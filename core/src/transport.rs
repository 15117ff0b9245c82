//! The I/O seam: executing an `HttpRequest`.
//!
//! # Design
//! The core never opens sockets itself. A `Transport` turns one
//! `HttpRequest` into one `HttpResponse` (or a `TransportError`); any
//! `Fn(&HttpRequest) -> Result<HttpResponse, TransportError>` qualifies, which
//! keeps tests free of network access. `UreqTransport` is the blocking
//! implementation used outside tests.
//!
//! `is_async` only decides who waits: a synchronous request runs on the
//! caller's thread, an asynchronous one on a thread of its own that reports
//! its `Outcome` over a channel. There is no cancellation and no timeout.

use std::fmt;
use std::sync::mpsc::{self, Receiver, TryRecvError};
use std::sync::Arc;
use std::thread;

use crate::error::{Error, TransportError};
use crate::http::{HttpMethod, HttpRequest, HttpResponse};
use crate::router::{Outcome, Router};

/// Executes requests. Shared across threads by the client.
pub trait Transport: Send + Sync + 'static {
    fn execute(&self, request: &HttpRequest) -> Result<HttpResponse, TransportError>;
}

impl<F> Transport for F
where
    F: Fn(&HttpRequest) -> Result<HttpResponse, TransportError> + Send + Sync + 'static,
{
    fn execute(&self, request: &HttpRequest) -> Result<HttpResponse, TransportError> {
        self(request)
    }
}

/// Blocking transport backed by a `ureq` agent.
///
/// HTTP error statuses come back as responses, not errors, so the router
/// sees them. `with_credentials` has no meaning outside a browser and is
/// ignored.
#[derive(Debug, Clone)]
pub struct UreqTransport {
    agent: ureq::Agent,
}

impl Default for UreqTransport {
    fn default() -> Self {
        let agent = ureq::Agent::config_builder()
            .http_status_as_error(false)
            .build()
            .new_agent();
        Self { agent }
    }
}

impl UreqTransport {
    pub fn new() -> Self {
        Self::default()
    }

    pub fn with_agent(agent: ureq::Agent) -> Self {
        Self { agent }
    }
}

impl Transport for UreqTransport {
    fn execute(&self, request: &HttpRequest) -> Result<HttpResponse, TransportError> {
        let url = request.url.as_str();
        let headers = request.headers.as_slice();
        let body = request.body.as_deref().map(str::as_bytes);

        let result = match (request.method, body) {
            (HttpMethod::Get, _) => with_headers(self.agent.get(url), headers).call(),
            (HttpMethod::Delete, None) => with_headers(self.agent.delete(url), headers).call(),
            (HttpMethod::Delete, Some(body)) => {
                with_headers(self.agent.delete(url), headers)
                    .force_send_body()
                    .send(body)
            }
            (HttpMethod::Post, Some(body)) => {
                with_headers(self.agent.post(url), headers).send(body)
            }
            (HttpMethod::Post, None) => with_headers(self.agent.post(url), headers).send_empty(),
            (HttpMethod::Put, Some(body)) => with_headers(self.agent.put(url), headers).send(body),
            (HttpMethod::Put, None) => with_headers(self.agent.put(url), headers).send_empty(),
            (HttpMethod::Patch, Some(body)) => {
                with_headers(self.agent.patch(url), headers).send(body)
            }
            (HttpMethod::Patch, None) => with_headers(self.agent.patch(url), headers).send_empty(),
        };

        let mut response = result?;
        let status = response.status().as_u16();
        let headers = response
            .headers()
            .iter()
            .filter_map(|(name, value)| {
                value
                    .to_str()
                    .ok()
                    .map(|v| (name.as_str().to_string(), v.to_string()))
            })
            .collect();
        let body = response.body_mut().read_to_string()?;
        Ok(HttpResponse {
            status,
            headers,
            body,
        })
    }
}

fn with_headers<B>(
    mut builder: ureq::RequestBuilder<B>,
    headers: &[(String, String)],
) -> ureq::RequestBuilder<B> {
    for (name, value) in headers {
        builder = builder.header(name.as_str(), value.as_str());
    }
    builder
}

/// Completion of a sent request.
pub struct Pending {
    state: State,
}

enum State {
    Done(Outcome),
    Waiting(Receiver<Outcome>),
}

impl fmt::Debug for Pending {
    fn fmt(&self, f: &mut fmt::Formatter<'_>) -> fmt::Result {
        match &self.state {
            State::Done(outcome) => f.debug_tuple("Pending::Done").field(outcome).finish(),
            State::Waiting(_) => f.write_str("Pending::Waiting"),
        }
    }
}

impl Pending {
    pub(crate) fn start(
        transport: Arc<dyn Transport>,
        request: HttpRequest,
        router: Router,
    ) -> Self {
        if !request.is_async {
            let outcome = router.route(transport.execute(&request));
            return Self {
                state: State::Done(outcome),
            };
        }

        let (tx, rx) = mpsc::channel();
        thread::spawn(move || {
            let outcome = router.route(transport.execute(&request));
            // The caller may have dropped its `Pending`; handlers already ran.
            let _ = tx.send(outcome);
        });
        Self {
            state: State::Waiting(rx),
        }
    }

    /// Block until the request has been routed.
    pub fn wait(self) -> Result<Outcome, Error> {
        match self.state {
            State::Done(outcome) => Ok(outcome),
            State::Waiting(rx) => rx.recv().map_err(|_| Error::CompletionLost),
        }
    }

    /// The outcome if routing has finished, without blocking.
    pub fn try_outcome(&mut self) -> Result<Option<Outcome>, Error> {
        let outcome = match &self.state {
            State::Done(outcome) => outcome.clone(),
            State::Waiting(rx) => match rx.try_recv() {
                Ok(outcome) => outcome,
                Err(TryRecvError::Empty) => return Ok(None),
                Err(TryRecvError::Disconnected) => return Err(Error::CompletionLost),
            },
        };
        self.state = State::Done(outcome.clone());
        Ok(Some(outcome))
    }

    pub fn is_done(&self) -> bool {
        matches!(self.state, State::Done(_))
    }
}

#[cfg(test)]
mod tests {
    use std::sync::Mutex;

    use super::*;
    use crate::config::Config;
    use crate::handler::HandlerTable;
    use crate::router::FailureKind;

    fn request(is_async: bool) -> HttpRequest {
        HttpRequest {
            method: HttpMethod::Get,
            url: "/ping".to_string(),
            headers: Vec::new(),
            body: None,
            is_async,
            with_credentials: false,
        }
    }

    fn router() -> Router {
        Router::new(Arc::new(Config::new()), HandlerTable::new())
    }

    #[test]
    fn sync_request_completes_before_returning() {
        let calls = Arc::new(Mutex::new(0));
        let counter = calls.clone();
        let transport = move |_: &HttpRequest| -> Result<HttpResponse, TransportError> {
            *counter.lock().unwrap() += 1;
            Ok(HttpResponse::new(200, r#"{"status":1}"#))
        };
        let pending = Pending::start(Arc::new(transport), request(false), router());
        assert!(pending.is_done());
        assert_eq!(*calls.lock().unwrap(), 1);
        assert!(matches!(pending.wait().unwrap(), Outcome::Dispatched { .. }));
    }

    #[test]
    fn async_request_reports_over_channel() {
        let transport = |_: &HttpRequest| -> Result<HttpResponse, TransportError> {
            Err(TransportError::new("offline"))
        };
        let pending = Pending::start(Arc::new(transport), request(true), router());
        assert_eq!(pending.wait().unwrap(), Outcome::Failed(FailureKind::Transport));
    }

    #[test]
    fn try_outcome_caches_the_result() {
        let transport = |_: &HttpRequest| -> Result<HttpResponse, TransportError> {
            Ok(HttpResponse::new(500, ""))
        };
        let mut pending = Pending::start(Arc::new(transport), request(true), router());
        let outcome = loop {
            if let Some(outcome) = pending.try_outcome().unwrap() {
                break outcome;
            }
            thread::yield_now();
        };
        assert_eq!(outcome, Outcome::Failed(FailureKind::Http(500)));
        assert!(pending.is_done());
        assert_eq!(pending.try_outcome().unwrap(), Some(outcome));
    }
}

What needs to be done -> Please reproduce every line shown above, exactly as written.

Task output ->
filename core/src/transport.rs
repository 15117ff0b9245c82
//! The I/O seam: executing an `HttpRequest`.
//!
//! # Design
//! The core never opens sockets itself. A `Transport` turns one
//! `HttpRequest` into one `HttpResponse` (or a `TransportError`); any
//! `Fn(&HttpRequest) -> Result<HttpResponse, TransportError>` qualifies, which
//! keeps tests free of network access. `UreqTransport` is the blocking
//! implementation used outside tests.
//!
//! `is_async` only decides who waits: a synchronous request runs on the
//! caller's thread, an asynchronous one on a thread of its own that reports
//! its `Outcome` over a channel. There is no cancellation and no timeout.

use std::fmt;
use std::sync::mpsc::{self, Receiver, TryRecvError};
use std::sync::Arc;
use std::thread;

use crate::error::{Error, TransportError};
use crate::http::{HttpMethod, HttpRequest, HttpResponse};
use crate::router::{Outcome, Router};

/// Executes requests. Shared across threads by the client.
pub trait Transport: Send + Sync + 'static {
    fn execute(&self, request: &HttpRequest) -> Result<HttpResponse, TransportError>;
}

impl<F> Transport for F
where
    F: Fn(&HttpRequest) -> Result<HttpResponse, TransportError> + Send + Sync + 'static,
{
    fn execute(&self, request: &HttpRequest) -> Result<HttpResponse, TransportError> {
        self(request)
    }
}

/// Blocking transport backed by a `ureq` agent.
///
/// HTTP error statuses come back as responses, not errors, so the router
/// sees them. `with_credentials` has no meaning outside a browser and is
/// ignored.
#[derive(Debug, Clone)]
pub struct UreqTransport {
    agent: ureq::Agent,
}

impl Default for UreqTransport {
    fn default() -> Self {
        let agent = ureq::Agent::config_builder()
            .http_status_as_error(false)
            .build()
            .new_agent();
        Self { agent }
    }
}

impl UreqTransport {
    pub fn new() -> Self {
        Self::default()
    }

    pub fn with_agent(agent: ureq::Agent) -> Self {
        Self { agent }
    }
}

impl Transport for UreqTransport {
    fn execute(&self, request: &HttpRequest) -> Result<HttpResponse, TransportError> {
        let url = request.url.as_str();
        let headers = request.headers.as_slice();
        let body = request.body.as_deref().map(str::as_bytes);

        let result = match (request.method, body) {
            (HttpMethod::Get, _) => with_headers(self.agent.get(url), headers).call(),
            (HttpMethod::Delete, None) => with_headers(self.agent.delete(url), headers).call(),
            (HttpMethod::Delete, Some(body)) => {
                with_headers(self.agent.delete(url), headers)
                    .force_send_body()
                    .send(body)
            }
            (HttpMethod::Post, Some(body)) => {
                with_headers(self.agent.post(url), headers).send(body)
            }
            (HttpMethod::Post, None) => with_headers(self.agent.post(url), headers).send_empty(),
            (HttpMethod::Put, Some(body)) => with_headers(self.agent.put(url), headers).send(body),
            (HttpMethod::Put, None) => with_headers(self.agent.put(url), headers).send_empty(),
            (HttpMethod::Patch, Some(body)) => {
                with_headers(self.agent.patch(url), headers).send(body)
            }
            (HttpMethod::Patch, None) => with_headers(self.agent.patch(url), headers).send_empty(),
        };

        let mut response = result?;
        let status = response.status().as_u16();
        let headers = response
            .headers()
            .iter()
            .filter_map(|(name, value)| {
                value
                    .to_str()
                    .ok()
                    .map(|v| (name.as_str().to_string(), v.to_string()))
            })
            .collect();
        let body = response.body_mut().read_to_string()?;
        Ok(HttpResponse {
            status,
            headers,
            body,
        })
    }
}

fn with_headers<B>(
    mut builder: ureq::RequestBuilder<B>,
    headers: &[(String, String)],
) -> ureq::RequestBuilder<B> {
    for (name, value) in headers {
        builder = builder.header(name.as_str(), value.as_str());
    }
    builder
}

/// Completion of a sent request.
pub struct Pending {
    state: State,
}

enum State {
    Done(Outcome),
    Waiting(Receiver<Outcome>),
}

impl fmt::Debug for Pending {
    fn fmt(&self, f: &mut fmt::Formatter<'_>) -> fmt::Result {
        match &self.state {
            State::Done(outcome) => f.debug_tuple("Pending::Done").field(outcome).finish(),
            State::Waiting(_) => f.write_str("Pending::Waiting"),
        }
    }
}

impl Pending {
    pub(crate) fn start(
        transport: Arc<dyn Transport>,
        request: HttpRequest,
        router: Router,
    ) -> Self {
        if !request.is_async {
            let outcome = router.route(transport.execute(&request));
            return Self {
                state: State::Done(outcome),
            };
        }

        let (tx, rx) = mpsc::channel();
        thread::spawn(move || {
            let outcome = router.route(transport.execute(&request));
            // The caller may have dropped its `Pending`; handlers already ran.
            let _ = tx.send(outcome);
        });
        Self {
            state: State::Waiting(rx),
        }
    }

    /// Block until the request has been routed.
    pub fn wait(self) -> Result<Outcome, Error> {
        match self.state {
            State::Done(outcome) => Ok(outcome),
            State::Waiting(rx) => rx.recv().map_err(|_| Error::CompletionLost),
        }
    }

    /// The outcome if routing has finished, without blocking.
    pub fn try_outcome(&mut self) -> Result<Option<Outcome>, Error> {
        let outcome = match &self.state {
            State::Done(outcome) => outcome.clone(),
            State::Waiting(rx) => match rx.try_recv() {
                Ok(outcome) => outcome,
                Err(TryRecvError::Empty) => return Ok(None),
                Err(TryRecvError::Disconnected) => return Err(Error::CompletionLost),
            },
        };
        self.state = State::Done(outcome.clone());
        Ok(Some(outcome))
    }

    pub fn is_done(&self) -> bool {
        matches!(self.state, State::Done(_))
    }
}

#[cfg(test)]
mod tests {
    use std::sync::Mutex;

    use super::*;
    use crate::config::Config;
    use crate::handler::HandlerTable;
    use crate::router::FailureKind;

    fn request(is_async: bool) -> HttpRequest {
        HttpRequest {
            method: HttpMethod::Get,
            url: "/ping".to_string(),
            headers: Vec::new(),
            body: None,
            is_async,
            with_credentials: false,
        }
    }

    fn router() -> Router {
        Router::new(Arc::new(Config::new()), HandlerTable::new())
    }

    #[test]
    fn sync_request_completes_before_returning() {
        let calls = Arc::new(Mutex::new(0));
        let counter = calls.clone();
        let transport = move |_: &HttpRequest| -> Result<HttpResponse, TransportError> {
            *counter.lock().unwrap() += 1;
            Ok(HttpResponse::new(200, r#"{"status":1}"#))
        };
        let pending = Pending::start(Arc::new(transport), request(false), router());
        assert!(pending.is_done());
        assert_eq!(*calls.lock().unwrap(), 1);
        assert!(matches!(pending.wait().unwrap(), Outcome::Dispatched { .. }));
    }

    #[test]
    fn async_request_reports_over_channel() {
        let transport = |_: &HttpRequest| -> Result<HttpResponse, TransportError> {
            Err(TransportError::new("offline"))
        };
        let pending = Pending::start(Arc::new(transport), request(true), router());
        assert_eq!(pending.wait().unwrap(), Outcome::Failed(FailureKind::Transport));
    }

    #[test]
    fn try_outcome_caches_the_result() {
        let transport = |_: &HttpRequest| -> Result<HttpResponse, TransportError> {
            Ok(HttpResponse::new(500, ""))
        };
        let mut pending = Pending::start(Arc::new(transport), request(true), router());
        let outcome = loop {
            if let Some(outcome) = pending.try_outcome().unwrap() {
                break outcome;
            }
            thread::yield_now();
        };
        assert_eq!(outcome, Outcome::Failed(FailureKind::Http(500)));
        assert!(pending.is_done());
        assert_eq!(pending.try_outcome().unwrap(), Some(outcome));
    }
}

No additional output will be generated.